### MATERIALS PROVIDED
+ + +
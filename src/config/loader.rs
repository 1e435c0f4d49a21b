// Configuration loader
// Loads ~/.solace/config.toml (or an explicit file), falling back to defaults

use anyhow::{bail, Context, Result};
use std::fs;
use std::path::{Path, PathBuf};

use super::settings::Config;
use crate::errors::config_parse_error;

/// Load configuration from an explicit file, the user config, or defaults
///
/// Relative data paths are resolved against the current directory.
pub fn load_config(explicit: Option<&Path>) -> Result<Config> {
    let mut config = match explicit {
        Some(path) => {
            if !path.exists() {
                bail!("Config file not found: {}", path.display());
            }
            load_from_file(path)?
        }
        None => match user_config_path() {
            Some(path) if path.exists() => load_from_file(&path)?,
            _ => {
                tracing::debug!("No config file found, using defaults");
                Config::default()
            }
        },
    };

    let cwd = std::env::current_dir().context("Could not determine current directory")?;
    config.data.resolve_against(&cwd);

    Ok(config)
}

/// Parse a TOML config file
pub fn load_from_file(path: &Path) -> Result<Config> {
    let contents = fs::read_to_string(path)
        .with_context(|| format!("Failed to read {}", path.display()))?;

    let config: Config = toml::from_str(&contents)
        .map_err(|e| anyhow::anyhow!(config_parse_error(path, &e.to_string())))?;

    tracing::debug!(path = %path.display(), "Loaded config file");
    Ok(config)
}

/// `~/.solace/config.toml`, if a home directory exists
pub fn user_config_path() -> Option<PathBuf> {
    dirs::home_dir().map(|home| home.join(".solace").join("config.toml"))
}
+ + +
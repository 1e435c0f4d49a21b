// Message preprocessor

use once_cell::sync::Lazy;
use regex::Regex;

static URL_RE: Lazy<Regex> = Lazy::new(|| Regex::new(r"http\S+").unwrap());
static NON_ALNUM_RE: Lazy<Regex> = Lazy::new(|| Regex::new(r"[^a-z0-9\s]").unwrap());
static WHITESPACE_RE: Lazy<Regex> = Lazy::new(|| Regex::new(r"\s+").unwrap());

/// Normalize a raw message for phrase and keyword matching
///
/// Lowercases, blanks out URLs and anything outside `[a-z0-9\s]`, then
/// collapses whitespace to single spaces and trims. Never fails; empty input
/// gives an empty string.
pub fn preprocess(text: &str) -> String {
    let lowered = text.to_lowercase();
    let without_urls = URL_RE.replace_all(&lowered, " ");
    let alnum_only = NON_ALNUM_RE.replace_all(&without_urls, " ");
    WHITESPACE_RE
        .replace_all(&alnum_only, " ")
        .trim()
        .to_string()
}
+ + +
### WORK REQUEST
For the lines above, output exactly those from the line containing "static URL_RE: Lazy<Regex>" through the line containing "an empty string.", and skip the others.

### ANSWER
static URL_RE: Lazy<Regex> = Lazy::new(|| Regex::new(r"http\S+").unwrap());
static NON_ALNUM_RE: Lazy<Regex> = Lazy::new(|| Regex::new(r"[^a-z0-9\s]").unwrap());
static WHITESPACE_RE: Lazy<Regex> = Lazy::new(|| Regex::new(r"\s+").unwrap());

/// Normalize a raw message for phrase and keyword matching
///
/// Lowercases, blanks out URLs and anything outside `[a-z0-9\s]`, then
/// collapses whitespace to single spaces and trims. Never fails; empty input
/// gives an empty string.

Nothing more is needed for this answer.